**WORK REQUEST**: Using the entries that follow, report the number of lines that include the string "enum", without any other text.

(Records from a data source)
┌──

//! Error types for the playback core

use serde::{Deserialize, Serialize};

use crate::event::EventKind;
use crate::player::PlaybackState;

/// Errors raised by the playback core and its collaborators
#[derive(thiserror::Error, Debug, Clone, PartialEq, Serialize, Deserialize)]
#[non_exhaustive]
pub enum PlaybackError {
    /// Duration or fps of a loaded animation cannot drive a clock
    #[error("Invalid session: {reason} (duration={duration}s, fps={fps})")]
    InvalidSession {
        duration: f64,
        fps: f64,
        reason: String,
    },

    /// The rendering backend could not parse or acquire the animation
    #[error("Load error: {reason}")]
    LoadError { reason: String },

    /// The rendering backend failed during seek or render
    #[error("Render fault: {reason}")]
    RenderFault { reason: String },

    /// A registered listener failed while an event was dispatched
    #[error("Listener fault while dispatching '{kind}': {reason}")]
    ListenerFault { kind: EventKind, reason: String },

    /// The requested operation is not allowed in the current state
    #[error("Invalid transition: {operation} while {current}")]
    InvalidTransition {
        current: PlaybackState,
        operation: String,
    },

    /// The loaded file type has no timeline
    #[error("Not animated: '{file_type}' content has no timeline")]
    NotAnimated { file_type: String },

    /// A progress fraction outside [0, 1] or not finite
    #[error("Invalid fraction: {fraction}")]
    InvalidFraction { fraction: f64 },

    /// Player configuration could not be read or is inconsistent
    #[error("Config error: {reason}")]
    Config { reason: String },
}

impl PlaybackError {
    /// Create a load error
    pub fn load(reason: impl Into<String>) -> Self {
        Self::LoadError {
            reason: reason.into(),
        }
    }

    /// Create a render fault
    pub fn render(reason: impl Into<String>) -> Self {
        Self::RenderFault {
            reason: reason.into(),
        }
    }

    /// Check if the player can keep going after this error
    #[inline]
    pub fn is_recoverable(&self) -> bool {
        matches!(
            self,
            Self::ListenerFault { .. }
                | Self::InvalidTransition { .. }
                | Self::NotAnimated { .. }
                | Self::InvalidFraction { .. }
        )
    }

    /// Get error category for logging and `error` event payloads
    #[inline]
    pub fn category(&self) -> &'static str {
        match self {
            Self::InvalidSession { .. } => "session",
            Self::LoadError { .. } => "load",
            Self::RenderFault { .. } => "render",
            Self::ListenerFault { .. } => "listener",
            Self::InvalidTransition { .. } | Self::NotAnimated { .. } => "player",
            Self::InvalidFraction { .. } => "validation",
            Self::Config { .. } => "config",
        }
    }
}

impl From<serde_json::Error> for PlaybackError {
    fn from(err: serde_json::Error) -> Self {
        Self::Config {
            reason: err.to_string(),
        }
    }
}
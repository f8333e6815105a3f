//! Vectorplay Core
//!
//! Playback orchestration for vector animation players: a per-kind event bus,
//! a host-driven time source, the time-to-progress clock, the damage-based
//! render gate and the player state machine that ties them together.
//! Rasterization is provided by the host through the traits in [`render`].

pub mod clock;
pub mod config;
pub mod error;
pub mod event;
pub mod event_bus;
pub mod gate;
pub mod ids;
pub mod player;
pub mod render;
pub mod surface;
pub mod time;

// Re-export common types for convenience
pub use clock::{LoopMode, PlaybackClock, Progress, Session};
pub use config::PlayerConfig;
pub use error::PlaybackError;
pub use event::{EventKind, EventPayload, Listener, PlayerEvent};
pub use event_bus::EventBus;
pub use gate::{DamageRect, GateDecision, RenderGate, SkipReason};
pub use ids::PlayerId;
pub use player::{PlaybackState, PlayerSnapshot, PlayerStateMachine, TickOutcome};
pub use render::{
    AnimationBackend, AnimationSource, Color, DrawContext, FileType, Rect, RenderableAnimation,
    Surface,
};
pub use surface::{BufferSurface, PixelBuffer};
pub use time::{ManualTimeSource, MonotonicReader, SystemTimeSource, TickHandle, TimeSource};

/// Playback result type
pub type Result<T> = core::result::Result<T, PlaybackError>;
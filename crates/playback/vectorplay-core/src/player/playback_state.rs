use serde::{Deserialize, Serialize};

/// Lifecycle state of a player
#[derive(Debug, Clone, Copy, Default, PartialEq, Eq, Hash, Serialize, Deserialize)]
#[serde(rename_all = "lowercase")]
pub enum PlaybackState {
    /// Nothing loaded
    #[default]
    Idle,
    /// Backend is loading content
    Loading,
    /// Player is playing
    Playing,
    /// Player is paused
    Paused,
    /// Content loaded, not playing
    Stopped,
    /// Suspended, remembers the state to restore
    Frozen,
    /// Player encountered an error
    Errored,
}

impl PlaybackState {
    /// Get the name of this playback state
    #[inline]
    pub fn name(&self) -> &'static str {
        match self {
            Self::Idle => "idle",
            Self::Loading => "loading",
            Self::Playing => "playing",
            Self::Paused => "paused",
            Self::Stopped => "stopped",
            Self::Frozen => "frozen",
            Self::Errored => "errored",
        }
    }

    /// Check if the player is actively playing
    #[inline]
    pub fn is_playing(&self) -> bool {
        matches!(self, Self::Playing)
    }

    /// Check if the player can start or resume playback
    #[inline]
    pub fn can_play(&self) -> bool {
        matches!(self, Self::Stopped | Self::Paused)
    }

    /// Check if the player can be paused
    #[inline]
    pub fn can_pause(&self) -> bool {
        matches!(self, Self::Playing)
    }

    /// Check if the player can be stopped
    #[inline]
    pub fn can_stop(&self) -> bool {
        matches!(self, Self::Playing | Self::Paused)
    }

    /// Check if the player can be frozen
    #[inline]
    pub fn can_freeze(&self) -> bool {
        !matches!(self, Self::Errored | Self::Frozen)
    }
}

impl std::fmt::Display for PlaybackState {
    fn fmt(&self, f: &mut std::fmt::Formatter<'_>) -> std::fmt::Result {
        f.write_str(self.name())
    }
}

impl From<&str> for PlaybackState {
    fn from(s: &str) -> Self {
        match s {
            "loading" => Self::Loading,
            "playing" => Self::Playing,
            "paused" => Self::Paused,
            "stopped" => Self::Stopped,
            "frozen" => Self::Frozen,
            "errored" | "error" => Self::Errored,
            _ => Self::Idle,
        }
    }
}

└──

**ANSWER FOR THE TASK**: 2